Rethinking the TAM model: time to consider fun
Why this work is in the frame
A frame that forgets how it found something cannot be audited. These are the routes that admitted this work.
Bibliographic record
Abstract
Purpose It is widely agreed that usefulness of new products is one of the most considered factors by innovators to justify the adoption of new devices. However, the fun aspect of the product is rarely considered as a predictor of innovation adoption. The current study intends, therefore, to examine the effect of the fun aspect on consumers' adoption of technological products. Design/methodology/approach Three competing models mainly derived from the technology adoption model (TAM) were tested in two markets (Canada and France) that present two different maturity stages. A survey of 367 actual users of mobile devices was used and analyzed by a structural equation model. Findings The results show that fun is an important antecedent of the attitude toward the act (use of mobile devices for surfing the internet). Fun was also found to mediate the effect of usefulness on attitude. This implies that the impact of emotions goes beyond the consumption of hedonic products and extends to the adoption of technological ones. Research limitations/implications The small sample size of the current study did not allow deeper statistical analyses. A larger sample could allow testing the model separately in each market. Also, the current study focused only on the use of mobile devices to surf the internet. Further studies might apply the model to other products/services/industries. Practical implications The results suggest that product designers should develop interfaces and products that not only satisfy utilitarian needs but also hedonic and enjoyment motivations.

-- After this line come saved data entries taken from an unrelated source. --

#[cfg(test)]
mod tests {
    use super::*;
    use crate::Settings;
    use crate::sim::director::spawn_enemy_at;
    use crate::sim::entities::EnemyKind;
    use glam::DVec2;
    use proptest::prelude::*;

    fn state_with_grunt() -> SimulationState {
        let mut state = SimulationState::new(11, Settings::default(), 0.0);
        spawn_enemy_at(&mut state, EnemyKind::Grunt, DVec2::new(50.0, 0.0), 0.0, false);
        state
    }

    #[test]
    fn test_base_damage_passes_through() {
        let mut state = state_with_grunt();
        assert_eq!(state.calculate_damage(15.0, 1.0, 0.0), 15.0);
    }

    #[test]
    fn test_modifier_stack() {
        let mut state = state_with_grunt();
        state.player.stats.low_hp_damage_boost = true;
        state.player.stats.health = 10.0;
        state.player.stats.kill_streak_enabled = true;
        state.player.kill_streak = 3;
        state.player.stats.execute_enabled = true;
        state.player.stats.execute_threshold = 0.3;
        // 10 * 1.5 * 1.3 * 2
        let dmg = state.calculate_damage(10.0, 0.1, 0.0);
        assert!((dmg - 39.0).abs() < 1e-9);
    }

    #[test]
    fn test_critical_state_peaks_at_half() {
        let mut state = state_with_grunt();
        state.player.stats.critical_state_enabled = true;
        state.player.stats.health = 50.0;
        assert!((state.calculate_damage(10.0, 1.0, 0.0) - 20.0).abs() < 1e-9);
        state.player.stats.health = 100.0;
        assert!((state.calculate_damage(10.0, 1.0, 0.0) - 10.0).abs() < 1e-9);
    }

    #[test]
    fn test_crowd_control_is_noop() {
        let mut state = state_with_grunt();
        state.player.stats.crowd_control = true;
        state.nearby_enemies = 50;
        assert_eq!(state.calculate_damage(15.0, 1.0, 0.0), 15.0);
    }

    #[test]
    fn test_armor_reduces_damage() {
        let mut state = SimulationState::new(11, Settings::default(), 0.0);
        spawn_enemy_at(&mut state, EnemyKind::Shielder, DVec2::ZERO, 0.0, false);
        let before = state.enemies[0].hp;
        state.apply_damage_to_enemy(0, 10.0, 0.0, HitMeta::DIRECT);
        assert!((before - state.enemies[0].hp - 6.5).abs() < 1e-9);
        assert!((state.run_stats.damage_dealt - 6.5).abs() < 1e-9);
    }

    #[test]
    fn test_lethal_damage_queues_once() {
        let mut state = state_with_grunt();
        state.apply_damage_to_enemy(0, 1e9, 0.0, HitMeta::DIRECT);
        assert_eq!(state.enemies[0].hp, 0.0);
        assert!(state.enemies[0].dead);
        assert!(state.enemies[0].kill_queued);
        assert_eq!(state.kill_queue.len(), 1);

        // Further damage to a dead enemy is ignored
        state.apply_damage_to_enemy(0, 50.0, 0.0, HitMeta::DIRECT);
        assert_eq!(state.kill_queue.len(), 1);
        assert_eq!(state.enemies[0].hp, 0.0);
    }

    #[test]
    fn test_instant_kill_threshold() {
        let mut state = state_with_grunt();
        state.player.stats.instant_kill_threshold = 0.2;
        let max = state.enemies[0].max_hp;
        state.apply_damage_to_enemy(0, max * 0.85, 0.0, HitMeta::DIRECT);
        assert!(state.enemies[0].dead);
    }

    #[test]
    fn test_dot_text_aggregates() {
        let mut state = state_with_grunt();
        state.apply_damage_to_enemy(0, 0.3, 1.0, HitMeta::DOT);
        state.apply_damage_to_enemy(0, 0.3, 1.05, HitMeta::DOT);
        let texts = |s: &SimulationState| {
            s.effects
                .iter()
                .filter(|e| matches!(e.kind, EffectKind::DamageText { .. }))
                .count()
        };
        assert_eq!(texts(&state), 0);
        state.apply_damage_to_enemy(0, 0.3, 1.2, HitMeta::DOT);
        assert_eq!(texts(&state), 1);
        assert_eq!(state.enemies[0].damage_text.acc, 0.0);
    }

    #[test]
    fn test_freeze_keeps_longest() {
        let mut state = state_with_grunt();
        state.player.stats.freeze_chance = 1.0;
        state.player.stats.freeze_duration = 1.0;
        state.enemies[0].status.frozen_until = 10.0;
        state.apply_status_effects(0, 2.0);
        assert_eq!(state.enemies[0].status.frozen_until, 10.0);
        state.apply_status_effects(0, 9.5);
        assert_eq!(state.enemies[0].status.frozen_until, 10.5);
    }

    #[test]
    fn test_burn_spreads_at_half_strength() {
        let mut state = state_with_grunt();
        spawn_enemy_at(&mut state, EnemyKind::Grunt, DVec2::new(80.0, 0.0), 0.0, false);
        spawn_enemy_at(&mut state, EnemyKind::Grunt, DVec2::new(400.0, 0.0), 0.0, false);
        state.player.stats.burn_chance = 1.0;
        state.player.stats.burn_damage = 10.0;
        state.player.stats.burn_duration = 3.0;
        state.player.stats.burn_spread = true;
        state.apply_status_effects(0, 1.0);
        assert_eq!(state.enemies[0].status.burn_end, 4.0);
        assert_eq!(state.enemies[1].status.burn_damage, 5.0);
        assert_eq!(state.enemies[1].status.burn_end, 2.5);
        assert_eq!(state.enemies[2].status.burn_end, 0.0);
    }

    #[test]
    fn test_chain_lightning_visits_each_enemy_once() {
        let mut state = SimulationState::new(11, Settings::default(), 0.0);
        for i in 0..3 {
            spawn_enemy_at(&mut state, EnemyKind::Tank, DVec2::new(i as f64 * 100.0, 0.0), 0.0, false);
        }
        state.player.stats.chain_damage_decay = 0.5;
        let hp: Vec<f64> = state.enemies.iter().map(|e| e.hp).collect();
        state.trigger_chain_lightning(0, 8.0, 10, 0.0);

        assert_eq!(state.enemies[0].hp, hp[0]);
        assert!((hp[1] - state.enemies[1].hp - 8.0).abs() < 1e-9);
        assert!((hp[2] - state.enemies[2].hp - 4.0).abs() < 1e-9);
        let lines = state
            .effects
            .iter()
            .filter(|e| matches!(e.kind, EffectKind::Line { .. }))
            .count();
        assert_eq!(lines, 2);
    }

    proptest! {
        #[test]
        fn test_damage_finite_under_extreme_stats(
            base in any::<f64>(),
            ratio in any::<f64>(),
            health in any::<f64>(),
            max_health in any::<f64>(),
            streak in any::<u32>(),
            streak_bonus in any::<f64>(),
            rage in any::<f64>(),
            stationary in any::<f64>(),
            momentum in any::<f64>(),
            low_multi in any::<f64>(),
        ) {
            let mut state = state_with_grunt();
            let s = &mut state.player.stats;
            s.health = health;
            s.max_health = max_health;
            s.low_hp_damage_boost = true;
            s.low_hp_threshold = 2.0;
            s.low_hp_damage_multi = low_multi;
            s.critical_state_enabled = true;
            s.kill_streak_enabled = true;
            s.kill_streak_max_bonus = streak_bonus;
            s.rage_on_hit = true;
            s.rage_damage_bonus = rage;
            s.stationary_damage_bonus = stationary;
            s.momentum_damage = true;
            s.symbiosis_enabled = true;
            s.clearing_bonus = true;
            s.gambler_mode = true;
            s.execute_enabled = true;
            s.execute_threshold = 0.5;
            state.player.kill_streak = streak;
            state.player.rage_end = 1.0;
            state.player.current_momentum = momentum;

            let dmg = state.calculate_damage(base, ratio, 0.0);
            prop_assert!(dmg.is_finite());
            prop_assert!(dmg >= 0.0);
        }

        #[test]
        fn test_enemy_hp_never_negative(hits in proptest::collection::vec(any::<f64>(), 1..20)) {
            let mut state = state_with_grunt();
            for (i, amount) in hits.iter().enumerate() {
                state.apply_damage_to_enemy(0, *amount, i as f64 * 0.1, HitMeta::DOT);
                prop_assert!(state.enemies[0].hp >= 0.0);
                prop_assert!(state.enemies[0].hp.is_finite());
            }
        }
    }
}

Originality The present study finds its originality at two levels: first, it tests the technology adoption model using a sample from two countries (France and French Canada) which are different in terms of mobile market maturity stage. This may allow further generalisation of the TAM model. Second, in comparison to previous research on the adoption of mobile devices, the present study uses a non student sample. This is important especially when studying innovation adoption because students are thought to lean to the adoption of new habits.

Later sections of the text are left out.